- [What you will do]: Throughout the listing below, show every line in which "BTreeSet" occurs.

= = = = =

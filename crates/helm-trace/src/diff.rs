// SPDX-License-Identifier: MIT OR Apache-2.0
//! Field-level diffing of two sealed traces.
//!
//! Used by operators to answer "what changed between these two runs": a
//! promotion gone wrong, a model swap, a skill bump. The
//! `significant_changes` list applies a fixed rubric so dashboards can
//! surface only the differences that matter.

use helm_core::{StepDetail, Trace};
use serde::Serialize;
use serde_json::Value;
use std::collections::{BTreeMap, BTreeSet};

/// A skill whose resolved version differs between the traces.
#[derive(Debug, Clone, PartialEq, Eq, Serialize)]
pub struct SkillVersionChange {
    /// Skill name.
    pub name: String,
    /// Version in the base trace, if present there.
    pub base: Option<String>,
    /// Version in the compare trace, if present there.
    pub compare: Option<String>,
}

/// A tool call that differs between the traces. Calls are paired by name
/// and occurrence order (ids are unique per execution and never match).
#[derive(Debug, Clone, PartialEq, Serialize)]
pub struct ToolCallChange {
    /// Tool name.
    pub name: String,
    /// Occurrence index among calls of this name.
    pub occurrence: usize,
    /// Whether the arguments differ.
    pub arguments_changed: bool,
    /// Whether the results differ.
    pub result_changed: bool,
    /// Whether the success flag flipped.
    pub success_changed: bool,
}

/// Structured comparison of two sealed traces.
#[derive(Debug, Clone, Serialize)]
pub struct TraceDiff {
    /// Base trace id.
    pub base_id: String,
    /// Compare trace id.
    pub compare_id: String,
    /// `compare.duration − base.duration`, milliseconds.
    pub duration_delta_ms: i64,
    /// Duration change as a percentage of the base.
    pub duration_delta_pct: f64,
    /// Set when the serving model changed.
    pub model_changed: Option<(String, String)>,
    /// Set when the serving provider changed.
    pub provider_changed: Option<(String, String)>,
    /// Set when the workspace snapshot hash changed.
    pub workspace_changed: Option<(Option<String>, Option<String>)>,
    /// Skills added in the compare trace.
    pub skills_added: Vec<String>,
    /// Skills removed in the compare trace.
    pub skills_removed: Vec<String>,
    /// Skills whose version changed.
    pub skills_changed: Vec<SkillVersionChange>,
    /// Token total delta (compare − base).
    pub tokens_delta: i64,
    /// Cost delta in USD (compare − base).
    pub cost_delta: f64,
    /// Cost change as a percentage of the base cost.
    pub cost_delta_pct: f64,
    /// Tool calls present only in the compare trace (name, occurrence count).
    pub tool_calls_added: Vec<String>,
    /// Tool calls present only in the base trace.
    pub tool_calls_removed: Vec<String>,
    /// Tool calls present in both but differing.
    pub tool_calls_changed: Vec<ToolCallChange>,
    /// Step counts per type, base then compare.
    pub step_counts: BTreeMap<String, (usize, usize)>,
    /// Whether the final output messages are byte-identical.
    pub output_identical: bool,
    /// Output length delta in characters (compare − base).
    pub output_len_delta: i64,
    /// Whether the error status flipped.
    pub error_status_changed: bool,
    /// Human-oriented list of the changes that matter, per the fixed rubric.
    pub significant_changes: Vec<String>,
}

/// Cost-delta percentage above which a change is significant.
const SIGNIFICANT_COST_PCT: f64 = 20.0;

/// Compare two sealed traces.
#[must_use]
pub fn diff_traces(base: &Trace, compare: &Trace) -> TraceDiff {
    let base_duration = base.duration_ms.unwrap_or(0) as i64;
    let compare_duration = compare.duration_ms.unwrap_or(0) as i64;
    let duration_delta_ms = compare_duration - base_duration;
    let duration_delta_pct = if base_duration > 0 {
        duration_delta_ms as f64 / base_duration as f64 * 100.0
    } else {
        0.0
    };

    let model_changed = (base.model != compare.model)
        .then(|| (base.model.clone(), compare.model.clone()));
    let provider_changed = (base.provider != compare.provider)
        .then(|| (base.provider.clone(), compare.provider.clone()));
    let workspace_changed = (base.workspace_hash != compare.workspace_hash)
        .then(|| (base.workspace_hash.clone(), compare.workspace_hash.clone()));

    // Skill versions.
    let base_skills: BTreeSet<&String> = base.skill_versions.keys().collect();
    let compare_skills: BTreeSet<&String> = compare.skill_versions.keys().collect();
    let skills_added: Vec<String> = compare_skills
        .difference(&base_skills)
        .map(|s| (*s).clone())
        .collect();
    let skills_removed: Vec<String> = base_skills
        .difference(&compare_skills)
        .map(|s| (*s).clone())
        .collect();
    let skills_changed: Vec<SkillVersionChange> = base_skills
        .intersection(&compare_skills)
        .filter(|name| base.skill_versions[**name] != compare.skill_versions[**name])
        .map(|name| SkillVersionChange {
            name: (*name).clone(),
            base: Some(base.skill_versions[*name].clone()),
            compare: Some(compare.skill_versions[*name].clone()),
        })
        .collect();

    // Usage and cost.
    let tokens_delta =
        compare.usage.total_tokens as i64 - base.usage.total_tokens as i64;
    let cost_delta = compare.cost - base.cost;
    let cost_delta_pct = if base.cost.abs() > f64::EPSILON {
        cost_delta / base.cost * 100.0
    } else if compare.cost.abs() > f64::EPSILON {
        100.0
    } else {
        0.0
    };

    // Tool calls, paired by (name, occurrence).
    let base_calls = collect_tool_calls(base);
    let compare_calls = collect_tool_calls(compare);
    let mut tool_calls_added = Vec::new();
    let mut tool_calls_removed = Vec::new();
    let mut tool_calls_changed = Vec::new();

    let all_names: BTreeSet<&String> =
        base_calls.keys().chain(compare_calls.keys()).collect();
    for name in all_names {
        let empty = Vec::new();
        let in_base = base_calls.get(name).unwrap_or(&empty);
        let in_compare = compare_calls.get(name).unwrap_or(&empty);
        for occurrence in 0..in_base.len().max(in_compare.len()) {
            match (in_base.get(occurrence), in_compare.get(occurrence)) {
                (None, Some(_)) => tool_calls_added.push(name.clone()),
                (Some(_), None) => tool_calls_removed.push(name.clone()),
                (Some(a), Some(b)) => {
                    let arguments_changed = a.arguments != b.arguments;
                    let result_changed = a.result != b.result;
                    let success_changed = a.success != b.success;
                    if arguments_changed || result_changed || success_changed {
                        tool_calls_changed.push(ToolCallChange {
                            name: name.clone(),
                            occurrence,
                            arguments_changed,
                            result_changed,
                            success_changed,
                        });
                    }
                }
                (None, None) => {}
            }
        }
    }

    // Step type counts.
    let mut step_counts: BTreeMap<String, (usize, usize)> = BTreeMap::new();
    for step in &base.steps {
        step_counts.entry(step_type(&step.detail).to_string()).or_default().0 += 1;
    }
    for step in &compare.steps {
        step_counts.entry(step_type(&step.detail).to_string()).or_default().1 += 1;
    }

    // Output.
    let base_output = base.output.as_ref().map(|o| o.message.as_str()).unwrap_or("");
    let compare_output = compare.output.as_ref().map(|o| o.message.as_str()).unwrap_or("");
    let output_identical = base_output == compare_output;
    let output_len_delta =
        compare_output.chars().count() as i64 - base_output.chars().count() as i64;

    let error_status_changed = base.error.is_some() != compare.error.is_some();

    // Fixed significance rubric.
    let mut significant_changes = Vec::new();
    if let Some((from, to)) = &model_changed {
        significant_changes.push(format!("model changed: {from} → {to}"));
    }
    if workspace_changed.is_some() {
        significant_changes.push("workspace snapshot changed".to_string());
    }
    if !skills_added.is_empty() || !skills_removed.is_empty() || !skills_changed.is_empty() {
        significant_changes.push("skill versions changed".to_string());
    }
    if !tool_calls_added.is_empty()
        || !tool_calls_removed.is_empty()
        || !tool_calls_changed.is_empty()
    {
        significant_changes.push("tool calls differ".to_string());
    }
    if error_status_changed {
        significant_changes.push("error status changed".to_string());
    }
    if cost_delta_pct.abs() > SIGNIFICANT_COST_PCT {
        significant_changes.push(format!("cost changed by {cost_delta_pct:.1}%"));
    }
    if !output_identical {
        significant_changes.push("output differs".to_string());
    }

    TraceDiff {
        base_id: base.id.clone(),
        compare_id: compare.id.clone(),
        duration_delta_ms,
        duration_delta_pct,
        model_changed,
        provider_changed,
        workspace_changed,
        skills_added,
        skills_removed,
        skills_changed,
        tokens_delta,
        cost_delta,
        cost_delta_pct,
        tool_calls_added,
        tool_calls_removed,
        tool_calls_changed,
        step_counts,
        output_identical,
        output_len_delta,
        error_status_changed,
        significant_changes,
    }
}

struct PairedCall {
    arguments: BTreeMap<String, Value>,
    result: Option<Value>,
    success: Option<bool>,
}

/// Group a trace's tool calls by name, in order, pairing each call with its
/// matching result step.
fn collect_tool_calls(trace: &Trace) -> BTreeMap<String, Vec<PairedCall>> {
    let mut results: BTreeMap<&str, (Option<&Value>, bool)> = BTreeMap::new();
    for step in &trace.steps {
        if let StepDetail::ToolResult { id, success, result, .. } = &step.detail {
            results.insert(id.as_str(), (result.as_ref(), *success));
        }
    }

    let mut calls: BTreeMap<String, Vec<PairedCall>> = BTreeMap::new();
    for step in &trace.steps {
        if let StepDetail::ToolCall { id, name, arguments, .. } = &step.detail {
            let (result, success) = match results.get(id.as_str()) {
                Some((r, s)) => (r.map(|v| (*v).clone()), Some(*s)),
                None => (None, None),
            };
            calls.entry(name.clone()).or_default().push(PairedCall {
                arguments: arguments.clone(),
                result,
                success,
            });
        }
    }
    calls
}

fn step_type(detail: &StepDetail) -> &'static str {
    match detail {
        StepDetail::LlmCall { .. } => "llm_call",
        StepDetail::ToolCall { .. } => "tool_call",
        StepDetail::ToolResult { .. } => "tool_result",
        StepDetail::Error { .. } => "error",
    }
}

= = = = =

- [Reply]:
use std::collections::{BTreeMap, BTreeSet};
    let base_skills: BTreeSet<&String> = base.skill_versions.keys().collect();
    let compare_skills: BTreeSet<&String> = compare.skill_versions.keys().collect();
    let all_names: BTreeSet<&String> =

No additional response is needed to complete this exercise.